Task prompt: Of the lines in the data below, count the ones holding the string "OutboundPayload", and answer with that number only.

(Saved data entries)
+++++

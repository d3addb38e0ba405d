//! Outbound side of the relay: POSTs payloads to the platform send API.
//!
//! [`HttpSender`] talks to the real endpoint. [`RecordingSender`] keeps every
//! call in memory and answers from a queue of canned responses, for tests and
//! for running the relay without touching the platform.

use std::collections::VecDeque;
use std::sync::{Arc, Mutex};
use std::time::Instant;

use serde_json::Value;
use tracing::debug;
use ureq::Agent;

use crate::config::SendEndpoint;
use crate::payload::OutboundPayload;

#[derive(Debug, thiserror::Error)]
pub enum SendError {
    #[error("failed to encode payload: {0}")]
    Encode(#[source] serde_json::Error),
    #[error("deadline exceeded before the request was sent")]
    DeadlineExceeded,
    #[error("failed to send request: {0}")]
    Transport(String),
    #[error("request failed: status {status}, body: {body}")]
    Status { status: u16, body: String },
}

#[derive(Debug, Clone, PartialEq, Eq)]
pub struct SendReceipt {
    pub status: u16,
    pub message_id: Option<String>,
}

pub trait MessageSender: Send + Sync {
    /// Makes a single attempt; the call must not outlive `deadline`.
    fn send(&self, payload: &OutboundPayload, deadline: Instant)
    -> Result<SendReceipt, SendError>;
}

pub struct HttpSender {
    agent: Agent,
    endpoint: SendEndpoint,
}

impl HttpSender {
    pub fn new(endpoint: SendEndpoint) -> Self {
        let agent = Agent::config_builder()
            .http_status_as_error(false)
            .build()
            .into();
        Self { agent, endpoint }
    }
}

impl MessageSender for HttpSender {
    fn send(
        &self,
        payload: &OutboundPayload,
        deadline: Instant,
    ) -> Result<SendReceipt, SendError> {
        let remaining = deadline
            .checked_duration_since(Instant::now())
            .filter(|remaining| !remaining.is_zero())
            .ok_or(SendError::DeadlineExceeded)?;
        let body = payload.to_json_bytes().map_err(SendError::Encode)?;
        debug!(
            recipient = payload.recipient_id(),
            kind = payload.kind(),
            body = %String::from_utf8_lossy(&body),
            "sending payload"
        );

        let mut response = self
            .agent
            .post(self.endpoint.messages_url())
            .config()
            .timeout_global(Some(remaining))
            .build()
            .header("Content-Type", "application/json")
            .send(&body[..])
            .map_err(|err| SendError::Transport(err.to_string()))?;
        let status = response.status().as_u16();
        let text = response.body_mut().read_to_string().unwrap_or_default();
        interpret_response(status, &text)
    }
}

fn interpret_response(status: u16, body: &str) -> Result<SendReceipt, SendError> {
    if !(200..300).contains(&status) {
        return Err(SendError::Status {
            status,
            body: body.to_string(),
        });
    }
    let message_id = serde_json::from_str::<Value>(body)
        .ok()
        .and_then(|value| {
            value
                .get("message_id")
                .and_then(Value::as_str)
                .map(str::to_string)
        });
    Ok(SendReceipt { status, message_id })
}

/// Canned answer handed out by [`RecordingSender`].
#[derive(Debug, Clone)]
pub enum MockResponse {
    Status { status: u16, body: String },
    TransportError(String),
}

impl MockResponse {
    pub fn ok() -> Self {
        MockResponse::Status {
            status: 200,
            body: r#"{"recipient_id":"mock","message_id":"mock"}"#.to_string(),
        }
    }

    pub fn status(status: u16, body: impl Into<String>) -> Self {
        MockResponse::Status {
            status,
            body: body.into(),
        }
    }
}

#[derive(Debug, Clone, PartialEq)]
pub struct SentCall {
    pub url: String,
    pub payload: OutboundPayload,
}

#[derive(Clone)]
pub struct RecordingSender {
    endpoint: SendEndpoint,
    history: Arc<Mutex<VecDeque<SentCall>>>,
    history_limit: Option<usize>,
    responses: Arc<Mutex<VecDeque<MockResponse>>>,
}

impl RecordingSender {
    pub fn new(endpoint: SendEndpoint) -> Self {
        Self {
            endpoint,
            history: Arc::new(Mutex::new(VecDeque::new())),
            history_limit: None,
            responses: Arc::new(Mutex::new(VecDeque::new())),
        }
    }

    /// Keeps only the most recent `limit` calls.
    pub fn with_history_limit(mut self, limit: usize) -> Self {
        self.history_limit = Some(limit);
        self
    }

    /// Queues the answer for the next call; once drained, calls succeed.
    pub fn queue_response(&self, response: MockResponse) {
        if let Ok(mut queue) = self.responses.lock() {
            queue.push_back(response);
        }
    }

    pub fn calls(&self) -> Vec<SentCall> {
        self.history
            .lock()
            .map(|guard| guard.iter().cloned().collect())
            .unwrap_or_default()
    }

    fn record(&self, call: SentCall) {
        let Ok(mut calls) = self.history.lock() else {
            return;
        };
        if let Some(limit) = self.history_limit {
            if limit == 0 {
                return;
            }
            while calls.len() >= limit {
                calls.pop_front();
            }
        }
        calls.push_back(call);
    }
}

impl MessageSender for RecordingSender {
    fn send(
        &self,
        payload: &OutboundPayload,
        deadline: Instant,
    ) -> Result<SendReceipt, SendError> {
        if Instant::now() >= deadline {
            return Err(SendError::DeadlineExceeded);
        }
        self.record(SentCall {
            url: self.endpoint.messages_url(),
            payload: payload.clone(),
        });
        debug!(
            recipient = payload.recipient_id(),
            kind = payload.kind(),
            "recorded payload"
        );
        let response = self
            .responses
            .lock()
            .ok()
            .and_then(|mut queue| queue.pop_front())
            .unwrap_or_else(MockResponse::ok);
        match response {
            MockResponse::Status { status, body } => interpret_response(status, &body),
            MockResponse::TransportError(message) => Err(SendError::Transport(message)),
        }
    }
}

+++++

Answer box: 5